Excel file, last updated May 29, 2024, containing pha, rate and mrt header information from recent daily and weekly files.
On Jun 10, 2024, at 20:01, Douglas C. Hamilton
Tom et al.,
I agree with your conclusion, Tom, that we should stand pat for now.
I have been thinking about how to recover some composition information from the low energy end of LEPT. Since D2 is off, we won't have 2-D information. There are four rates that in theory could be useful:
1. Ch 39 E0A (E0B) (E2) nominally 0.075-0.150 MeV/nuc alphas
2. Ch 38 E0B (E0D) (E2) nominally 0.047-0.125 MeV/nuc medium nuclei
Since the E0 singles rate appears to be well behaved after FDS recovery, I thought this might be the best chance.
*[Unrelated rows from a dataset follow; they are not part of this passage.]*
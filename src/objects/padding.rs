use super::RenderBox;
use crate::error::{Error, Result};
use crate::geometry::EdgeInsets;
use crate::layout::{BoxConstraints, Size};
use crate::tree::{DirtyFlags, NodeId, Tree};

/// Insets its child by a fixed amount on each side.
#[derive(Debug, Clone)]
pub struct Padding {
    padding: EdgeInsets,
}

impl Padding {
    /// Negative insets are clamped to zero; use [`set_padding`](Self::set_padding)
    /// to have them rejected instead.
    pub fn new(padding: impl Into<EdgeInsets>) -> Self {
        let padding = padding.into();
        Self {
            padding: EdgeInsets::from_ltrb(
                padding.left.max(0.0),
                padding.top.max(0.0),
                padding.right.max(0.0),
                padding.bottom.max(0.0),
            ),
        }
    }

    pub fn padding(&self) -> EdgeInsets {
        self.padding
    }

    pub fn set_padding(&mut self, padding: impl Into<EdgeInsets>) -> Result<DirtyFlags> {
        let padding = padding.into();
        if !padding.is_non_negative() {
            return Err(Error::InvalidArgument(format!(
                "padding must be non-negative, got {padding:?}"
            )));
        }
        if padding == self.padding {
            return Ok(DirtyFlags::empty());
        }
        self.padding = padding;
        Ok(DirtyFlags::NEEDS_LAYOUT)
    }

    fn size_around(&self, constraints: BoxConstraints, child: Size) -> Size {
        constraints.constrain(Size::new(
            child.width + self.padding.horizontal(),
            child.height + self.padding.vertical(),
        ))
    }
}

impl RenderBox for Padding {
    fn perform_layout(&mut self, tree: &mut Tree, id: NodeId, constraints: BoxConstraints) -> Result<Size> {
        let Some(child) = tree.first_child(id)? else {
            return Ok(self.size_around(constraints, Size::zero()));
        };

        let inner = constraints.deflate(self.padding);
        let child_size = tree.layout(child, inner, true)?;
        tree.set_offset(child, self.padding.top_left())?;
        Ok(self.size_around(constraints, child_size))
    }

    // Recomputed from the given constraints; the committed size is never
    // consulted.
    fn dry_layout(&self, tree: &Tree, id: NodeId, constraints: BoxConstraints) -> Result<Size> {
        let child_size = match tree.first_child(id)? {
            Some(child) => tree.dry_layout(child, constraints.deflate(self.padding))?,
            None => Size::zero(),
        };
        Ok(self.size_around(constraints, child_size))
    }
}

#[cfg(test)]
mod tests {
    use super::*;
    use crate::geometry::Offset;
    use crate::objects::ConstrainedBox;

    #[test]
    fn test_padding_offsets_child() {
        let mut tree = Tree::new();
        let padding = tree.insert_node(Padding::new(EdgeInsets::from_ltrb(1.0, 2.0, 3.0, 4.0)));
        let child = tree.insert_node(ConstrainedBox::tight_for(Some(10.0), Some(10.0)));
        tree.append_child(padding, child).unwrap();

        let size = tree
            .layout(padding, BoxConstraints::loose(Size::new(100.0, 100.0)), false)
            .unwrap();
        assert_eq!(size, Size::new(14.0, 16.0));
        assert_eq!(tree.offset(child).unwrap(), Offset::new(1.0, 2.0));
    }

    #[test]
    fn test_dry_layout_follows_constraints() {
        let mut tree = Tree::new();
        let padding = tree.insert_node(Padding::new(5.0));
        let child = tree.insert_node(ConstrainedBox::tight_for(Some(10.0), Some(10.0)));
        tree.append_child(padding, child).unwrap();
        tree.layout(padding, BoxConstraints::loose(Size::new(100.0, 100.0)), false)
            .unwrap();

        // A different query gives a different answer, not the committed size
        let dry = tree
            .dry_layout(padding, BoxConstraints::tight(Size::new(50.0, 60.0)))
            .unwrap();
        assert_eq!(dry, Size::new(50.0, 60.0));
        assert_eq!(tree.size(padding).unwrap(), Size::new(20.0, 20.0));
    }

    #[test]
    fn test_negative_padding_rejected_by_setter() {
        let mut padding = Padding::new(2.0);
        assert!(padding.set_padding(-1.0).is_err());
        assert_eq!(padding.set_padding(2.0).unwrap(), DirtyFlags::empty());
        assert_eq!(padding.set_padding(3.0).unwrap(), DirtyFlags::NEEDS_LAYOUT);
    }
}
However, my first attempt to examine Ch39 and Ch38 with VMIDL, shows Ch39 dropping after the anomaly to Ch38 levels before the problem and Ch 38 disappearing as if there had been a large gain loss in D0 such that the alpha pulses fell below E0A and medium nuclei fell below E0B and are now being counting in Ch39.
E1 singles show a noisy detector ~40,000 c/s. As far as I know, E1 sums counts from D1a and D1b, but I could be wrong. There are two singles rates from separate fast electronics connected to D1a only.
3. D1F1 (Ch46) nominally 0.15-1.1 MeV/nuc alphas
4. D1F2 (Ch47) nominally 0.13-10 MeV/nuc medium nuclei
These two rates are consistent before and after the FDS anomaly. D1F2 counts at a low rate of ~5 x 10^-4. D1F1 is a bit flakey with two different values: mostly ~2 x 10^-3 but with a second more noisy group of values ~2 x 10^-2. That behavior persists after recovery.
Since D1F1 and D1F2 are consistent across the anomaly, one might conclude that D1b is the noisy detector and turning it off could be of some benefit. However, since D1F1 and D1F2 are already "nominal" after recovery, it's not clear what turning off D1b would accomplish. Also the "bad behavior" of D1F1 may imply it's not useful anyway.
More study and comparison with V2 (only for D1F1 and D1F2 since D0 is off on V2) are needed.